Plication Engineering Research Center of Spatial Information Surveying and Mapping Technology in Plateauand Mountainous Areas Set by Universities in Yunnan Province, Kunming 650093, China.
Sensors (Basel). 2022 Aug 24;22(17):6388. doi: 10.3390/s22176388.
This work aimed to detect the vegetation coverage and evaluate the benefits of afforestation and ecological protection. Unmanned aerial vehicle (UAV) aerial survey was adopted to obtain the images of tailings area at Ma'anshan near the Dianchi Lake estuary, so as to construct a high-resolution Digital Orthophoto Map (DOM) and high-density Dense Image Matching (DIM) point cloud. Firstly, the optimal scale was selected for segmentation by considering the terrain. Secondly, the visible-band difference vegetation index (VDVI) of the classified vegetation information of the tail mining area was determined from the index gray histogram, ground class error analysis, and the qualitative and quantitative analysis of the bimodal index. Then, the vegetation information was extracted by combining the random forest (RF) classification algorithm.
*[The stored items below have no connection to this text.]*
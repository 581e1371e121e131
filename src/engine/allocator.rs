use std::collections::HashMap;

use chrono::NaiveDate;
use rust_decimal::Decimal;
use ulid::Ulid;

use crate::limits::*;
use crate::model::*;

use super::availability::subtract_intervals;
use super::conflict::{
    check_no_conflict, validate_owner, validate_resource_code, validate_slot_start, validate_span,
};
use super::EngineError;

/// Where the freed slot sat inside the reservation it was cut from.
#[derive(Debug, Clone, Copy, PartialEq, Eq)]
pub enum ReleaseOutcome {
    /// The slot was the whole reservation; nothing remains.
    Full,
    /// First slot freed; the rest remains as one reservation.
    Head,
    /// Last slot freed; the rest remains as one reservation.
    Tail,
    /// Interior slot freed; two reservations remain.
    Split,
}

impl ReleaseOutcome {
    fn classify(original: &Span, slot: &Span) -> Self {
        match (slot.start == original.start, slot.end == original.end) {
            (true, true) => ReleaseOutcome::Full,
            (true, false) => ReleaseOutcome::Head,
            (false, true) => ReleaseOutcome::Tail,
            (false, false) => ReleaseOutcome::Split,
        }
    }

    pub fn as_str(self) -> &'static str {
        match self {
            ReleaseOutcome::Full => "full",
            ReleaseOutcome::Head => "head",
            ReleaseOutcome::Tail => "tail",
            ReleaseOutcome::Split => "split",
        }
    }
}

/// A planned slot release: the covering reservation (still Active when
/// planned) and the fragments that replace it.
#[derive(Debug, Clone, PartialEq, Eq)]
pub struct SlotRelease {
    pub released: Reservation,
    pub slot: Span,
    pub fragments: Vec<Reservation>,
    pub outcome: ReleaseOutcome,
}

/// Interval sets per resource-day.
///
/// Active reservations of one resource-day are pairwise disjoint at all
/// times. Every mutation validates fully before touching state, so an `Err`
/// always leaves the allocator unchanged.
#[derive(Debug, Default)]
pub struct ReservationAllocator {
    days: HashMap<ResourceDay, DayState>,
    /// Reservation id (Active or Released) → its resource-day.
    locator: HashMap<Ulid, ResourceDay>,
}

impl ReservationAllocator {
    pub fn new() -> Self {
        Self::default()
    }

    pub fn day(&self, resource_id: &str, date: NaiveDate) -> Option<&DayState> {
        self.days.get(&ResourceDay::new(resource_id, date))
    }

    /// True iff an Active reservation overlaps `span` on that resource-day.
    pub fn is_occupied(&self, resource_id: &str, date: NaiveDate, span: &Span) -> bool {
        self.day(resource_id, date)
            .is_some_and(|day| day.overlapping(span).next().is_some())
    }

    /// The Active reservation whose span contains `instant`.
    pub fn covering_reservation(
        &self,
        resource_id: &str,
        date: NaiveDate,
        instant: Minute,
    ) -> Option<&Reservation> {
        self.day(resource_id, date)?.covering(instant)
    }

    /// Validate a booking request and build the reservation without storing it.
    pub fn plan_create(
        &self,
        owner_id: &str,
        resource_id: &str,
        date: NaiveDate,
        span: Span,
        price_basis: Decimal,
    ) -> Result<Reservation, EngineError> {
        validate_owner(owner_id)?;
        validate_resource_code(resource_id)?;
        validate_span(&span)?;
        if price_basis.is_sign_negative() {
            return Err(EngineError::InvalidArgument("price basis is negative"));
        }
        if let Some(day) = self.day(resource_id, date) {
            check_no_conflict(day, &span)?;
            if day.active.len() >= MAX_ACTIVE_PER_DAY {
                return Err(EngineError::LimitExceeded("too many reservations on resource-day"));
            }
            if day.released.len() >= MAX_RELEASED_PER_DAY {
                return Err(EngineError::LimitExceeded("too much released history on resource-day"));
            }
        }
        Ok(Reservation {
            id: Ulid::new(),
            owner_id: owner_id.to_string(),
            resource_id: resource_id.to_string(),
            date,
            span,
            status: ReservationStatus::Active,
            price_basis,
        })
    }

    /// Book `span` if nothing Active overlaps it.
    pub fn create(
        &mut self,
        owner_id: &str,
        resource_id: &str,
        date: NaiveDate,
        span: Span,
        price_basis: Decimal,
    ) -> Result<Reservation, EngineError> {
        let reservation = self.plan_create(owner_id, resource_id, date, span, price_basis)?;
        self.store(reservation.clone());
        Ok(reservation)
    }

    /// Store an existing reservation (journal replay, snapshots). Released
    /// reservations go straight to history and never conflict.
    pub fn insert(&mut self, reservation: Reservation) -> Result<(), EngineError> {
        validate_span(&reservation.span)?;
        if self.locator.contains_key(&reservation.id) {
            return Err(EngineError::AlreadyExists(reservation.id));
        }
        if reservation.is_active()
            && let Some(day) = self.days.get(&reservation.day()) {
                check_no_conflict(day, &reservation.span)?;
            }
        self.store(reservation);
        Ok(())
    }

    fn store(&mut self, reservation: Reservation) {
        let key = reservation.day();
        self.locator.insert(reservation.id, key.clone());
        let day = self.days.entry(key).or_default();
        if reservation.is_active() {
            day.insert_active(reservation);
        } else {
            day.released.push(reservation);
        }
    }

    /// Release a whole reservation. `None` if absent or already Released.
    pub fn release(&mut self, id: Ulid) -> Option<Reservation> {
        let key = self.locator.get(&id)?;
        let day = self.days.get_mut(key)?;
        let removed = day.remove_active(id)?;
        day.retire(removed);
        day.released.last().cloned()
    }

    /// Work out what releasing the slot at `slot_start` would do.
    /// `Ok(None)` when no Active reservation covers it.
    pub fn plan_release_slot(
        &self,
        resource_id: &str,
        date: NaiveDate,
        slot_start: Minute,
    ) -> Result<Option<SlotRelease>, EngineError> {
        let slot = validate_slot_start(slot_start)?;
        let Some(covering) = self.covering_reservation(resource_id, date, slot_start) else {
            return Ok(None);
        };
        let fragments = subtract_intervals(
            std::slice::from_ref(&covering.span),
            std::slice::from_ref(&slot),
        )
        .into_iter()
        .map(|span| covering.fragment(span))
        .collect();
        Ok(Some(SlotRelease {
            released: covering.clone(),
            slot,
            fragments,
            outcome: ReleaseOutcome::classify(&covering.span, &slot),
        }))
    }

    /// Replace the Active reservation `released` by `fragments` in one step.
    ///
    /// Fragments must be fresh, Active, pairwise disjoint and lie inside the
    /// released span on the same resource-day for the same owner. Returns the
    /// retired reservation.
    pub fn apply_release(
        &mut self,
        released: Ulid,
        fragments: Vec<Reservation>,
    ) -> Result<Reservation, EngineError> {
        let key = self
            .locator
            .get(&released)
            .cloned()
            .ok_or_else(|| EngineError::NotFound(format!("reservation {released}")))?;
        let day = self
            .days
            .get_mut(&key)
            .ok_or_else(|| EngineError::NotFound(format!("reservation {released}")))?;
        let pos = day
            .active
            .iter()
            .position(|r| r.id == released)
            .ok_or_else(|| EngineError::NotFound(format!("active reservation {released}")))?;

        let original = &day.active[pos];
        for (i, fragment) in fragments.iter().enumerate() {
            validate_span(&fragment.span)?;
            if !fragment.is_active()
                || fragment.resource_id != key.resource_id
                || fragment.date != key.date
                || fragment.owner_id != original.owner_id
            {
                return Err(EngineError::InvalidArgument(
                    "fragment does not belong to the released reservation",
                ));
            }
            if !original.span.contains_span(&fragment.span) {
                return Err(EngineError::InvalidArgument(
                    "fragment lies outside the released reservation",
                ));
            }
            if self.locator.contains_key(&fragment.id)
                || fragments[..i].iter().any(|f| f.id == fragment.id)
            {
                return Err(EngineError::AlreadyExists(fragment.id));
            }
            if let Some(other) = fragments[..i].iter().find(|f| f.span.overlaps(&fragment.span)) {
                return Err(EngineError::Conflict(other.id));
            }
        }

        let removed = day.active.remove(pos);
        day.retire(removed.clone());
        for fragment in fragments {
            self.locator.insert(fragment.id, key.clone());
            day.insert_active(fragment);
        }
        Ok(Reservation {
            status: ReservationStatus::Released,
            ..removed
        })
    }

    /// Release one slot, splitting the covering reservation as needed.
    /// Releasing a free slot is a no-op.
    pub fn release_slot(
        &mut self,
        resource_id: &str,
        date: NaiveDate,
        slot_start: Minute,
    ) -> Result<Option<SlotRelease>, EngineError> {
        let Some(plan) = self.plan_release_slot(resource_id, date, slot_start)? else {
            return Ok(None);
        };
        self.apply_release(plan.released.id, plan.fragments.clone())?;
        Ok(Some(plan))
    }

    // ── Queries ──────────────────────────────────────────────

    /// Any reservation by id, Active or Released.
    pub fn reservation(&self, id: Ulid) -> Option<&Reservation> {
        let day = self.days.get(self.locator.get(&id)?)?;
        day.active
            .iter()
            .chain(day.released.iter())
            .find(|r| r.id == id)
    }

    /// Active reservations of one resource-day, ordered by start.
    pub fn active_for(&self, resource_id: &str, date: NaiveDate) -> &[Reservation] {
        self.day(resource_id, date)
            .map(|day| day.active.as_slice())
            .unwrap_or(&[])
    }

    /// Released reservations of one resource-day, in release order.
    pub fn history_for(&self, resource_id: &str, date: NaiveDate) -> &[Reservation] {
        self.day(resource_id, date)
            .map(|day| day.released.as_slice())
            .unwrap_or(&[])
    }

    /// Active reservations of a resource across all dates, by (date, start).
    pub fn active_for_resource(&self, resource_id: &str) -> Vec<&Reservation> {
        let mut found: Vec<&Reservation> = self
            .days
            .iter()
            .filter(|(key, _)| key.resource_id == resource_id)
            .flat_map(|(_, day)| day.active.iter())
            .collect();
        found.sort_by_key(|r| (r.date, r.span.start));
        found
    }

    /// Active reservations held by `owner_id`, by (date, start, resource).
    pub fn active_for_owner(&self, owner_id: &str) -> Vec<&Reservation> {
        let mut found: Vec<&Reservation> = self
            .active()
            .filter(|r| r.owner_id == owner_id)
            .collect();
        found.sort_by(|a, b| {
            (a.date, a.span.start, &a.resource_id).cmp(&(b.date, b.span.start, &b.resource_id))
        });
        found
    }

    pub fn active(&self) -> impl Iterator<Item = &Reservation> {
        self.days.values().flat_map(|day| day.active.iter())
    }

    /// Every stored reservation, Active and Released, in no particular order.
    pub fn all(&self) -> impl Iterator<Item = &Reservation> {
        self.days
            .values()
            .flat_map(|day| day.active.iter().chain(day.released.iter()))
    }

    pub fn active_count(&self) -> usize {
        self.days.values().map(|day| day.active.len()).sum()
    }

    /// Reservations ever stored, including Released ones.
    pub fn len(&self) -> usize {
        self.locator.len()
    }

    pub fn is_empty(&self) -> bool {
        self.locator.is_empty()
    }
}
Finally, the extracted two-dimensional (2D) vegetation information was mapped to the three-dimensional (3D) point cloud, and the redundant data was eliminated. Fractional vegetation cover (FVC) was counted in the way of surface to point and human-machine combination. The experimental results showed that the vegetation information extracted from the 2D image was mapped to the 3D point cloud in the form of surface to point, and the redundant bare ground information was eliminated. The statistical FVC was 36.06%. The field survey suggested that the vegetation information in the turf dam area adjacent to the open phosphate deposit accumulation area research area was sparse. Relevant measures should be taken in the subsequent mining to avoid ecological damage caused by expanded phosphate mining. In general, applying UAV measurement technology and related 2D and 3D products to detect the vegetation coverage in an open phosphate mine area was of practical significance and unique technical advantages.
本研究旨在检测植被覆盖情况,并评估造林和生态保护的效益。采用无人机 (UAV) 航空测量获取滇池口附近马鞍山尾矿区的图像,构建高分辨率数字正射影像图 (DOM) 和高密度密集影像匹配 (DIM) 点云。首先,考虑地形选择最优的分割尺度。其次,从指数灰度直方图、地面类误差分析和双峰指数的定性和定量分析中,确定尾矿开采区分类植被信息的可见波段差异植被指数 (VDVI)。然后,结合随机森林 (RF) 分类算法提取植被信息。最后,将提取的二维 (2D) 植被信息映射到三维 (3D) 点云中,并消除冗余数据。采用人机结合的方式,对二维植被信息进行点到面的统计,计算植被的分数植被覆盖 (FVC)。实验结果表明,从二维图像中提取的植被信息以点到面的形式映射到三维点云中,消除了冗余的裸地信息。统计的 FVC 为 36.06%。实地调查表明,研究区附近草坪堤坝区的植被稀疏。在后续开采中应采取相关措施,避免因扩大磷矿开采而造成生态破坏。总之,将无人机测量技术及相关二维和三维产品应用于露天磷矿区的植被覆盖检测具有重要的实际意义和独特的技术优势。